-- Opening Marker --

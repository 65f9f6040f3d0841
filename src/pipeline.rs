//! Middleware pipeline
//!
//! Every intercepted HTTP transaction flows through an ordered chain of
//! middleware. Each middleware receives the mutable [`Context`] and a
//! [`Next`] continuation; calling `next.run(ctx)` resumes after the rest of
//! the chain completes, and not calling it short-circuits. `Next` is
//! consumed by value, so a middleware cannot resume the chain twice.

use crate::error::Result;
use crate::record::RequestSummary;
use crate::registry::ConnectInfo;
use crate::sysproxy::UpstreamProxyConfig;
use crate::upstream::Agent;
use async_trait::async_trait;
use bytes::Bytes;
use http::{HeaderMap, Method, StatusCode, Version};
use std::net::IpAddr;
use std::sync::Arc;

/// Protocol of the intercepted transaction.
#[derive(Clone, Copy, Debug, PartialEq, Eq)]
pub enum Protocol {
  /// Plain HTTP
  Http,
  /// TLS-intercepted HTTPS
  Https,
}

impl Protocol {
  /// URL scheme for this protocol
  pub fn scheme(&self) -> &'static str {
    match self {
      Protocol::Http => "http",
      Protocol::Https => "https",
    }
  }

  /// Default port for this protocol
  pub fn default_port(&self) -> u16 {
    match self {
      Protocol::Http => 80,
      Protocol::Https => 443,
    }
  }
}

/// The mutable outbound request, rewritten freely by middleware.
#[derive(Clone, Debug)]
pub struct InterceptedRequest {
  /// Request method
  pub method: Method,
  /// Origin-form request-target (path and query)
  pub target: String,
  /// HTTP version
  pub version: Version,
  /// Request headers
  pub headers: HeaderMap,
  /// Request body
  pub body: Bytes,
}

/// The buffered upstream response, rewritten freely by middleware.
#[derive(Clone, Debug)]
pub struct InterceptedResponse {
  /// HTTP version
  pub version: Version,
  /// Response status
  pub status: StatusCode,
  /// Response headers
  pub headers: HeaderMap,
  /// Response body
  pub body: Bytes,
}

/// Per-transaction state threaded through the middleware chain.
pub struct Context {
  /// Whether the transaction was intercepted over TLS
  pub protocol: Protocol,
  /// Target hostname (the CONNECT's original host when tunneled)
  pub hostname: String,
  /// Target port
  pub port: u16,
  /// Address of the proxy client, taken from the originating CONNECT when
  /// the request arrived through a tunnel
  pub client_ip: Option<IpAddr>,
  /// The CONNECT request this transaction rides on, if any
  pub connect: Option<ConnectInfo>,
  /// The mutable outbound request
  pub request: InterceptedRequest,
  /// Upstream proxy configuration, populated once per request
  pub proxy: Option<UpstreamProxyConfig>,
  /// The connection factory chosen for this request
  pub agent: Option<Agent>,
  /// Observation record
  pub summary: RequestSummary,
  /// The upstream response, once produced
  pub response: Option<InterceptedResponse>,
}

impl Context {
  /// Absolute URL of the outbound request.
  pub fn url(&self) -> String {
    if self.port == self.protocol.default_port() {
      format!("{}://{}{}", self.protocol.scheme(), self.hostname, self.request.target)
    } else {
      format!(
        "{}://{}:{}{}",
        self.protocol.scheme(),
        self.hostname,
        self.port,
        self.request.target
      )
    }
  }

  /// `host:port` form, omitting a protocol-default port.
  pub fn host_header(&self) -> String {
    if self.port == self.protocol.default_port() {
      self.hostname.clone()
    } else {
      format!("{}:{}", self.hostname, self.port)
    }
  }
}

/// One middleware in the chain.
#[async_trait]
pub trait Middleware: Send + Sync {
  /// Handle the transaction; call `next.run(ctx)` to continue the chain.
  async fn handle(&self, ctx: &mut Context, next: Next<'_>) -> Result<()>;
}

/// Continuation over the remainder of the chain.
///
/// Consumed by value: a middleware can run the rest of the chain at most
/// once, and dropping it without running short-circuits.
pub struct Next<'a> {
  stack: &'a [Arc<dyn Middleware>],
}

impl Next<'_> {
  /// Run the remaining middleware.
  pub async fn run(self, ctx: &mut Context) -> Result<()> {
    match self.stack.split_first() {
      Some((head, rest)) => head.handle(ctx, Next { stack: rest }).await,
      None => Ok(()),
    }
  }
}

/// The composed chain, built once at startup.
#[derive(Clone)]
pub struct Pipeline {
  stack: Arc<[Arc<dyn Middleware>]>,
}

impl Pipeline {
  /// Compose an ordered list of middleware into one pipeline.
  pub fn new(stack: Vec<Arc<dyn Middleware>>) -> Self {
    Self {
      stack: stack.into(),
    }
  }

  /// Run a transaction through the whole chain.
  pub async fn run(&self, ctx: &mut Context) -> Result<()> {
    Next { stack: &self.stack }.run(ctx).await
  }
}

#[cfg(test)]
mod tests {
  use super::*;
  use std::sync::atomic::{AtomicUsize, Ordering};

  fn test_context() -> Context {
    Context {
      protocol: Protocol::Http,
      hostname: "example.com".to_string(),
      port: 80,
      client_ip: None,
      connect: None,
      request: InterceptedRequest {
        method: Method::GET,
        target: "/".to_string(),
        version: Version::HTTP_11,
        headers: HeaderMap::new(),
        body: Bytes::new(),
      },
      proxy: None,
      agent: None,
      summary: RequestSummary::default(),
      response: None,
    }
  }

  struct Tag(&'static str, Arc<std::sync::Mutex<Vec<String>>>);

  #[async_trait]
  impl Middleware for Tag {
    async fn handle(&self, ctx: &mut Context, next: Next<'_>) -> Result<()> {
      self.1.lock().unwrap().push(format!("{}:enter", self.0));
      let result = next.run(ctx).await;
      self.1.lock().unwrap().push(format!("{}:exit", self.0));
      result
    }
  }

  #[tokio::test]
  async fn test_onion_ordering() {
    let trace = Arc::new(std::sync::Mutex::new(Vec::new()));
    let pipeline = Pipeline::new(vec![
      Arc::new(Tag("outer", trace.clone())),
      Arc::new(Tag("inner", trace.clone())),
    ]);
    pipeline.run(&mut test_context()).await.unwrap();
    assert_eq!(
      *trace.lock().unwrap(),
      vec!["outer:enter", "inner:enter", "inner:exit", "outer:exit"]
    );
  }

  struct ShortCircuit;

  #[async_trait]
  impl Middleware for ShortCircuit {
    async fn handle(&self, ctx: &mut Context, _next: Next<'_>) -> Result<()> {
      ctx.response = Some(InterceptedResponse {
        version: Version::HTTP_11,
        status: StatusCode::FORBIDDEN,
        headers: HeaderMap::new(),
        body: Bytes::from_static(b"blocked"),
      });
      Ok(())
    }
  }

  struct Count(Arc<AtomicUsize>);

  #[async_trait]
  impl Middleware for Count {
    async fn handle(&self, ctx: &mut Context, next: Next<'_>) -> Result<()> {
      self.0.fetch_add(1, Ordering::SeqCst);
      next.run(ctx).await
    }
  }

  #[tokio::test]
  async fn test_short_circuit_skips_rest() {
    let calls = Arc::new(AtomicUsize::new(0));
    let pipeline = Pipeline::new(vec![
      Arc::new(ShortCircuit),
      Arc::new(Count(calls.clone())),
    ]);
    let mut ctx = test_context();
    pipeline.run(&mut ctx).await.unwrap();
    assert_eq!(calls.load(Ordering::SeqCst), 0);
    assert_eq!(ctx.response.unwrap().status, StatusCode::FORBIDDEN);
  }
}
//! rustls configuration for both sides of the intercept

use crate::error::{Error, Result};
use std::sync::Arc;
use tokio_rustls::rustls::client::danger::{
  HandshakeSignatureValid, ServerCertVerified, ServerCertVerifier,
};
use tokio_rustls::rustls::crypto::CryptoProvider;
use tokio_rustls::rustls::pki_types::{CertificateDer, PrivateKeyDer, ServerName, UnixTime};
use tokio_rustls::rustls::{
  ClientConfig, DigitallySignedStruct, Error as TlsError, RootCertStore, ServerConfig,
  SignatureScheme,
};

pub(crate) fn crypto_provider() -> Arc<CryptoProvider> {
  CryptoProvider::get_default()
    .cloned()
    .unwrap_or_else(|| Arc::new(tokio_rustls::rustls::crypto::ring::default_provider()))
}

/// Server config for an ephemeral interception listener.
pub(crate) fn server_config(
  cert_chain: Vec<CertificateDer<'static>>,
  key: PrivateKeyDer<'static>,
) -> Result<ServerConfig> {
  ServerConfig::builder_with_provider(crypto_provider())
    .with_safe_default_protocol_versions()
    .map_err(|e| Error::tls_error(format!("invalid TLS versions: {}", e)))?
    .with_no_client_auth()
    .with_single_cert(cert_chain, key)
    .map_err(|e| Error::tls_error(format!("failed to create TLS config: {}", e)))
}

/// Client config for re-originated connections toward origins and upstreams.
///
/// With `verify` disabled any presented certificate is accepted, which is the
/// usual stance for an interception client. With `verify` enabled only the
/// given roots are trusted.
pub(crate) fn client_config(
  verify: bool,
  roots: Vec<CertificateDer<'static>>,
) -> Result<ClientConfig> {
  let builder = ClientConfig::builder_with_provider(crypto_provider())
    .with_safe_default_protocol_versions()
    .map_err(|e| Error::tls_error(format!("invalid TLS versions: {}", e)))?;
  let config = if verify {
    let mut store = RootCertStore::empty();
    for cert in roots {
      store
        .add(cert)
        .map_err(|e| Error::tls_error(format!("invalid root certificate: {}", e)))?;
    }
    builder.with_root_certificates(store).with_no_client_auth()
  } else {
    builder
      .dangerous()
      .with_custom_certificate_verifier(Arc::new(NoVerifier))
      .with_no_client_auth()
  };
  Ok(config)
}

#[derive(Debug)]
pub(crate) struct NoVerifier;

impl ServerCertVerifier for NoVerifier {
  fn verify_server_cert(
    &self,
    _end_entity: &CertificateDer,
    _intermediates: &[CertificateDer],
    _server_name: &ServerName,
    _ocsp_response: &[u8],
    _now: UnixTime,
  ) -> std::result::Result<ServerCertVerified, TlsError> {
    Ok(ServerCertVerified::assertion())
  }

  fn verify_tls12_signature(
    &self,
    _message: &[u8],
    _cert: &CertificateDer,
    _dss: &DigitallySignedStruct,
  ) -> std::result::Result<HandshakeSignatureValid, TlsError> {
    Ok(HandshakeSignatureValid::assertion())
  }

  fn verify_tls13_signature(
    &self,
    _message: &[u8],
    _cert: &CertificateDer,
    _dss: &DigitallySignedStruct,
  ) -> std::result::Result<HandshakeSignatureValid, TlsError> {
    Ok(HandshakeSignatureValid::assertion())
  }

  fn supported_verify_schemes(&self) -> Vec<SignatureScheme> {
    vec![
      SignatureScheme::RSA_PKCS1_SHA1,
      SignatureScheme::ECDSA_SHA1_Legacy,
      SignatureScheme::RSA_PKCS1_SHA256,
      SignatureScheme::ECDSA_NISTP256_SHA256,
      SignatureScheme::RSA_PKCS1_SHA384,
      SignatureScheme::ECDSA_NISTP384_SHA384,
      SignatureScheme::RSA_PKCS1_SHA512,
      SignatureScheme::ECDSA_NISTP521_SHA512,
      SignatureScheme::RSA_PSS_SHA256,
      SignatureScheme::RSA_PSS_SHA384,
      SignatureScheme::RSA_PSS_SHA512,
      SignatureScheme::ED25519,
      SignatureScheme::ED448,
    ]
  }
}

-- Closing Marker --

→ **What you have to do**
Go through the entries line by line and count those with "when". Give only the count.

→ **Result for this task**
2